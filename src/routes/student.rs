use crate::{
    AppState,
    guard::{self, STUDENT_ROLES},
    handlers::student,
    session::Role,
};
use axum::{
    Router, middleware,
    response::Redirect,
    routing::{get, post},
};

/// Student Router Module
///
/// Homework, the AI tutor, learning evaluation, self practice and class
/// membership. Nested under `/student` and guarded like the other role routers.
pub fn student_routes() -> Router<AppState> {
    Router::new()
        .route("/", get(student::home))
        // --- Homework ---
        .route("/homeworks", get(student::homeworks))
        .route("/homeworks/result/{hw_id}", get(student::homework_result))
        .route("/homeworks/{hw_id}", get(student::homework_detail))
        .route("/homeworks/{hw_id}/submit", post(student::submit_homework))
        // --- AI Tutor ---
        .route("/ai", get(student::ai_sessions))
        .route("/ai/new", post(student::new_ai_session))
        .route("/ai/{session_id}", get(student::ai_session).post(student::ask))
        .route("/ai/{session_id}/delete", post(student::delete_ai_session))
        // --- Evaluation & Practice ---
        .route("/evaluate", get(student::evaluate))
        .route("/self_practice", get(student::practices).post(student::generate_practice))
        .route("/self_practice/{id}", get(student::practice_detail))
        .route("/self_practice/{id}/submit", post(student::submit_practice))
        .route("/self_practice/{id}/pdf", get(student::practice_pdf))
        // --- Classes ---
        .route("/classes", get(student::classes).post(student::join_class))
        .route("/classes/{cid}", get(student::class_info))
        .route("/classes/{cid}/leave", post(student::leave_class))
        // Unknown sub-paths land on the homework list.
        .fallback(|| async { Redirect::to(Role::Student.default_page()) })
        // A known path requested with the wrong method goes the same way.
        .method_not_allowed_fallback(|| async { Redirect::to(Role::Student.default_page()) })
        .layer(middleware::from_fn_with_state(STUDENT_ROLES, guard::require_roles))
}
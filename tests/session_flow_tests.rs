mod common;

use axum::http::StatusCode;
use common::{
    app, assert_redirect, body_string, clears_cookie, get, location, post_form, session_cookie, set_cookies,
};
use edu_portal::{MockEduApi, api::ApiError};
use reqwest::Method;
use serde_json::json;

// --- Login ---

#[tokio::test]
async fn test_login_persists_session_and_lands_on_role_home() {
    let api = MockEduApi::new().reply_json(
        Method::POST,
        "/auth/token",
        json!({ "access_token": "tok-123", "token_type": "bearer", "role": "teacher" }),
    );
    let app = app(&api);

    let response = post_form(&app, "/login", None, "username=li&password=secret").await;
    assert_redirect(&response, "/teacher");

    let cookies = set_cookies(&response);
    assert!(cookies.iter().any(|c| c.starts_with("token=tok-123")));
    assert!(cookies.iter().any(|c| c.starts_with("role=teacher")));
    assert!(cookies.iter().any(|c| c.starts_with("username=li")));
    assert!(cookies.iter().all(|c| c.contains("HttpOnly")));

    // Credentials go out form-encoded, without a bearer token.
    let calls = api.calls_to(Method::POST, "/auth/token");
    assert_eq!(calls.len(), 1);
    assert_eq!(calls[0].body, json!({ "username": "li", "password": "secret" }));
    assert_eq!(calls[0].token, None);
}

#[tokio::test]
async fn test_login_without_role_asks_profile_endpoint() {
    let api = MockEduApi::new()
        .reply_json(Method::POST, "/auth/token", json!({ "access_token": "tok-9" }))
        .reply_json(
            Method::GET,
            "/auth/me",
            json!({ "id": 4, "username": "root", "role": "admin" }),
        );
    let app = app(&api);

    let response = post_form(&app, "/login", None, "username=root&password=pw").await;
    assert_redirect(&response, "/admin");
    assert_eq!(
        api.calls_to(Method::GET, "/auth/me")[0].token.as_deref(),
        Some("tok-9")
    );
}

#[tokio::test]
async fn test_failed_login_shows_generic_error_and_sets_nothing() {
    let api = MockEduApi::new().reply_error(
        Method::POST,
        "/auth/token",
        ApiError::Status {
            status: 400,
            detail: Some("Incorrect username or password".to_string()),
        },
    );
    let app = app(&api);

    let response = post_form(&app, "/login", None, "username=li&password=wrong").await;
    assert_eq!(response.status(), StatusCode::OK);
    assert!(set_cookies(&response).is_empty());
    let html = body_string(response).await;
    assert!(html.contains("Invalid username or password"));
    assert!(html.contains("value=\"li\""));
}

#[tokio::test]
async fn test_login_page_shows_registration_notice() {
    let app = app(&MockEduApi::new());
    let response = get(&app, "/login?alert=Registration+successful", None).await;
    assert_eq!(response.status(), StatusCode::OK);
    assert!(body_string(response).await.contains("Registration successful"));
}

// --- Registration ---

#[tokio::test]
async fn test_register_forwards_account_and_redirects_to_login() {
    let api = MockEduApi::new().reply_json(
        Method::POST,
        "/auth/register",
        json!({ "id": 12, "username": "amy", "role": "student" }),
    );
    let app = app(&api);

    let response = post_form(&app, "/register", None, "username=amy&password=pw&role=student").await;
    assert_eq!(response.status(), StatusCode::SEE_OTHER);
    assert!(location(&response).starts_with("/login?alert="));

    let call = &api.calls_to(Method::POST, "/auth/register")[0];
    assert_eq!(
        call.body,
        json!({ "username": "amy", "password": "pw", "role": "student" })
    );
}

#[tokio::test]
async fn test_register_shows_server_detail_on_rejection() {
    let api = MockEduApi::new().reply_error(
        Method::POST,
        "/auth/register",
        ApiError::Status {
            status: 400,
            detail: Some("Username already registered".to_string()),
        },
    );
    let app = app(&api);

    let response = post_form(&app, "/register", None, "username=amy&password=pw&role=student").await;
    assert_eq!(response.status(), StatusCode::OK);
    assert!(body_string(response).await.contains("Username already registered"));
}

#[tokio::test]
async fn test_register_falls_back_to_generic_failure_text() {
    let api = MockEduApi::new().reply_error(
        Method::POST,
        "/auth/register",
        ApiError::Transport("connection refused".to_string()),
    );
    let app = app(&api);

    let response = post_form(&app, "/register", None, "username=amy&password=pw&role=teacher").await;
    assert!(body_string(response).await.contains("Registration failed"));
}

// --- Logout & Session Teardown ---

#[tokio::test]
async fn test_logout_clears_all_three_keys() {
    let app = app(&MockEduApi::new());
    let cookie = session_cookie("t1", "admin", "root");

    let response = post_form(&app, "/logout", Some(&cookie), "").await;
    assert_redirect(&response, "/login");
    for key in ["token", "role", "username"] {
        assert!(clears_cookie(&response, key), "{} was not cleared", key);
    }

    // A browser that dropped the cookies is blocked again.
    let response = get(&app, "/admin/dashboard", None).await;
    assert_redirect(&response, "/login");
}

#[tokio::test]
async fn test_logout_without_session_is_harmless() {
    let app = app(&MockEduApi::new());
    let response = get(&app, "/logout", None).await;
    assert_redirect(&response, "/login");
    assert!(clears_cookie(&response, "token"));
}

#[tokio::test]
async fn test_rejected_token_signs_out() {
    let api = MockEduApi::new().reply_error(Method::GET, "/student/homeworks", ApiError::Unauthorized);
    let app = app(&api);
    let cookie = session_cookie("stale", "student", "amy");

    let response = get(&app, "/student/homeworks", Some(&cookie)).await;
    assert_redirect(&response, "/login");
    for key in ["token", "role", "username"] {
        assert!(clears_cookie(&response, key));
    }
}

#[tokio::test]
async fn test_rejected_token_on_write_signs_out() {
    let api = MockEduApi::new().reply_error(Method::POST, "/classes/student/join", ApiError::Unauthorized);
    let app = app(&api);
    let cookie = session_cookie("stale", "student", "amy");

    let response = post_form(&app, "/student/classes", Some(&cookie), "class_id=7").await;
    assert_redirect(&response, "/login");
    assert!(clears_cookie(&response, "token"));
}

#[tokio::test]
async fn test_health_is_public() {
    let app = app(&MockEduApi::new());
    let response = get(&app, "/health", None).await;
    assert_eq!(response.status(), StatusCode::OK);
    assert_eq!(body_string(response).await, "ok");
}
|---|
Task directions:
Repeat the material in full, exactly as it stands.

Result of the task:
filename src/routes/student.rs
use crate::{
    AppState,
    guard::{self, STUDENT_ROLES},
    handlers::student,
    session::Role,
};
use axum::{
    Router, middleware,
    response::Redirect,
    routing::{get, post},
};

/// Student Router Module
///
/// Homework, the AI tutor, learning evaluation, self practice and class
/// membership. Nested under `/student` and guarded like the other role routers.
pub fn student_routes() -> Router<AppState> {
    Router::new()
        .route("/", get(student::home))
        // --- Homework ---
        .route("/homeworks", get(student::homeworks))
        .route("/homeworks/result/{hw_id}", get(student::homework_result))
        .route("/homeworks/{hw_id}", get(student::homework_detail))
        .route("/homeworks/{hw_id}/submit", post(student::submit_homework))
        // --- AI Tutor ---
        .route("/ai", get(student::ai_sessions))
        .route("/ai/new", post(student::new_ai_session))
        .route("/ai/{session_id}", get(student::ai_session).post(student::ask))
        .route("/ai/{session_id}/delete", post(student::delete_ai_session))
        // --- Evaluation & Practice ---
        .route("/evaluate", get(student::evaluate))
        .route("/self_practice", get(student::practices).post(student::generate_practice))
        .route("/self_practice/{id}", get(student::practice_detail))
        .route("/self_practice/{id}/submit", post(student::submit_practice))
        .route("/self_practice/{id}/pdf", get(student::practice_pdf))
        // --- Classes ---
        .route("/classes", get(student::classes).post(student::join_class))
        .route("/classes/{cid}", get(student::class_info))
        .route("/classes/{cid}/leave", post(student::leave_class))
        // Unknown sub-paths land on the homework list.
        .fallback(|| async { Redirect::to(Role::Student.default_page()) })
        // A known path requested with the wrong method goes the same way.
        .method_not_allowed_fallback(|| async { Redirect::to(Role::Student.default_page()) })
        .layer(middleware::from_fn_with_state(STUDENT_ROLES, guard::require_roles))
}
filename tests/session_flow_tests.rs
mod common;

use axum::http::StatusCode;
use common::{
    app, assert_redirect, body_string, clears_cookie, get, location, post_form, session_cookie, set_cookies,
};
use edu_portal::{MockEduApi, api::ApiError};
use reqwest::Method;
use serde_json::json;

// --- Login ---

#[tokio::test]
async fn test_login_persists_session_and_lands_on_role_home() {
    let api = MockEduApi::new().reply_json(
        Method::POST,
        "/auth/token",
        json!({ "access_token": "tok-123", "token_type": "bearer", "role": "teacher" }),
    );
    let app = app(&api);

    let response = post_form(&app, "/login", None, "username=li&password=secret").await;
    assert_redirect(&response, "/teacher");

    let cookies = set_cookies(&response);
    assert!(cookies.iter().any(|c| c.starts_with("token=tok-123")));
    assert!(cookies.iter().any(|c| c.starts_with("role=teacher")));
    assert!(cookies.iter().any(|c| c.starts_with("username=li")));
    assert!(cookies.iter().all(|c| c.contains("HttpOnly")));

    // Credentials go out form-encoded, without a bearer token.
    let calls = api.calls_to(Method::POST, "/auth/token");
    assert_eq!(calls.len(), 1);
    assert_eq!(calls[0].body, json!({ "username": "li", "password": "secret" }));
    assert_eq!(calls[0].token, None);
}

#[tokio::test]
async fn test_login_without_role_asks_profile_endpoint() {
    let api = MockEduApi::new()
        .reply_json(Method::POST, "/auth/token", json!({ "access_token": "tok-9" }))
        .reply_json(
            Method::GET,
            "/auth/me",
            json!({ "id": 4, "username": "root", "role": "admin" }),
        );
    let app = app(&api);

    let response = post_form(&app, "/login", None, "username=root&password=pw").await;
    assert_redirect(&response, "/admin");
    assert_eq!(
        api.calls_to(Method::GET, "/auth/me")[0].token.as_deref(),
        Some("tok-9")
    );
}

#[tokio::test]
async fn test_failed_login_shows_generic_error_and_sets_nothing() {
    let api = MockEduApi::new().reply_error(
        Method::POST,
        "/auth/token",
        ApiError::Status {
            status: 400,
            detail: Some("Incorrect username or password".to_string()),
        },
    );
    let app = app(&api);

    let response = post_form(&app, "/login", None, "username=li&password=wrong").await;
    assert_eq!(response.status(), StatusCode::OK);
    assert!(set_cookies(&response).is_empty());
    let html = body_string(response).await;
    assert!(html.contains("Invalid username or password"));
    assert!(html.contains("value=\"li\""));
}

#[tokio::test]
async fn test_login_page_shows_registration_notice() {
    let app = app(&MockEduApi::new());
    let response = get(&app, "/login?alert=Registration+successful", None).await;
    assert_eq!(response.status(), StatusCode::OK);
    assert!(body_string(response).await.contains("Registration successful"));
}

// --- Registration ---

#[tokio::test]
async fn test_register_forwards_account_and_redirects_to_login() {
    let api = MockEduApi::new().reply_json(
        Method::POST,
        "/auth/register",
        json!({ "id": 12, "username": "amy", "role": "student" }),
    );
    let app = app(&api);

    let response = post_form(&app, "/register", None, "username=amy&password=pw&role=student").await;
    assert_eq!(response.status(), StatusCode::SEE_OTHER);
    assert!(location(&response).starts_with("/login?alert="));

    let call = &api.calls_to(Method::POST, "/auth/register")[0];
    assert_eq!(
        call.body,
        json!({ "username": "amy", "password": "pw", "role": "student" })
    );
}

#[tokio::test]
async fn test_register_shows_server_detail_on_rejection() {
    let api = MockEduApi::new().reply_error(
        Method::POST,
        "/auth/register",
        ApiError::Status {
            status: 400,
            detail: Some("Username already registered".to_string()),
        },
    );
    let app = app(&api);

    let response = post_form(&app, "/register", None, "username=amy&password=pw&role=student").await;
    assert_eq!(response.status(), StatusCode::OK);
    assert!(body_string(response).await.contains("Username already registered"));
}

#[tokio::test]
async fn test_register_falls_back_to_generic_failure_text() {
    let api = MockEduApi::new().reply_error(
        Method::POST,
        "/auth/register",
        ApiError::Transport("connection refused".to_string()),
    );
    let app = app(&api);

    let response = post_form(&app, "/register", None, "username=amy&password=pw&role=teacher").await;
    assert!(body_string(response).await.contains("Registration failed"));
}

// --- Logout & Session Teardown ---

#[tokio::test]
async fn test_logout_clears_all_three_keys() {
    let app = app(&MockEduApi::new());
    let cookie = session_cookie("t1", "admin", "root");

    let response = post_form(&app, "/logout", Some(&cookie), "").await;
    assert_redirect(&response, "/login");
    for key in ["token", "role", "username"] {
        assert!(clears_cookie(&response, key), "{} was not cleared", key);
    }

    // A browser that dropped the cookies is blocked again.
    let response = get(&app, "/admin/dashboard", None).await;
    assert_redirect(&response, "/login");
}

#[tokio::test]
async fn test_logout_without_session_is_harmless() {
    let app = app(&MockEduApi::new());
    let response = get(&app, "/logout", None).await;
    assert_redirect(&response, "/login");
    assert!(clears_cookie(&response, "token"));
}

#[tokio::test]
async fn test_rejected_token_signs_out() {
    let api = MockEduApi::new().reply_error(Method::GET, "/student/homeworks", ApiError::Unauthorized);
    let app = app(&api);
    let cookie = session_cookie("stale", "student", "amy");

    let response = get(&app, "/student/homeworks", Some(&cookie)).await;
    assert_redirect(&response, "/login");
    for key in ["token", "role", "username"] {
        assert!(clears_cookie(&response, key));
    }
}

#[tokio::test]
async fn test_rejected_token_on_write_signs_out() {
    let api = MockEduApi::new().reply_error(Method::POST, "/classes/student/join", ApiError::Unauthorized);
    let app = app(&api);
    let cookie = session_cookie("stale", "student", "amy");

    let response = post_form(&app, "/student/classes", Some(&cookie), "class_id=7").await;
    assert_redirect(&response, "/login");
    assert!(clears_cookie(&response, "token"));
}

#[tokio::test]
async fn test_health_is_public() {
    let app = app(&MockEduApi::new());
    let response = get(&app, "/health", None).await;
    assert_eq!(response.status(), StatusCode::OK);
    assert_eq!(body_string(response).await, "ok");
}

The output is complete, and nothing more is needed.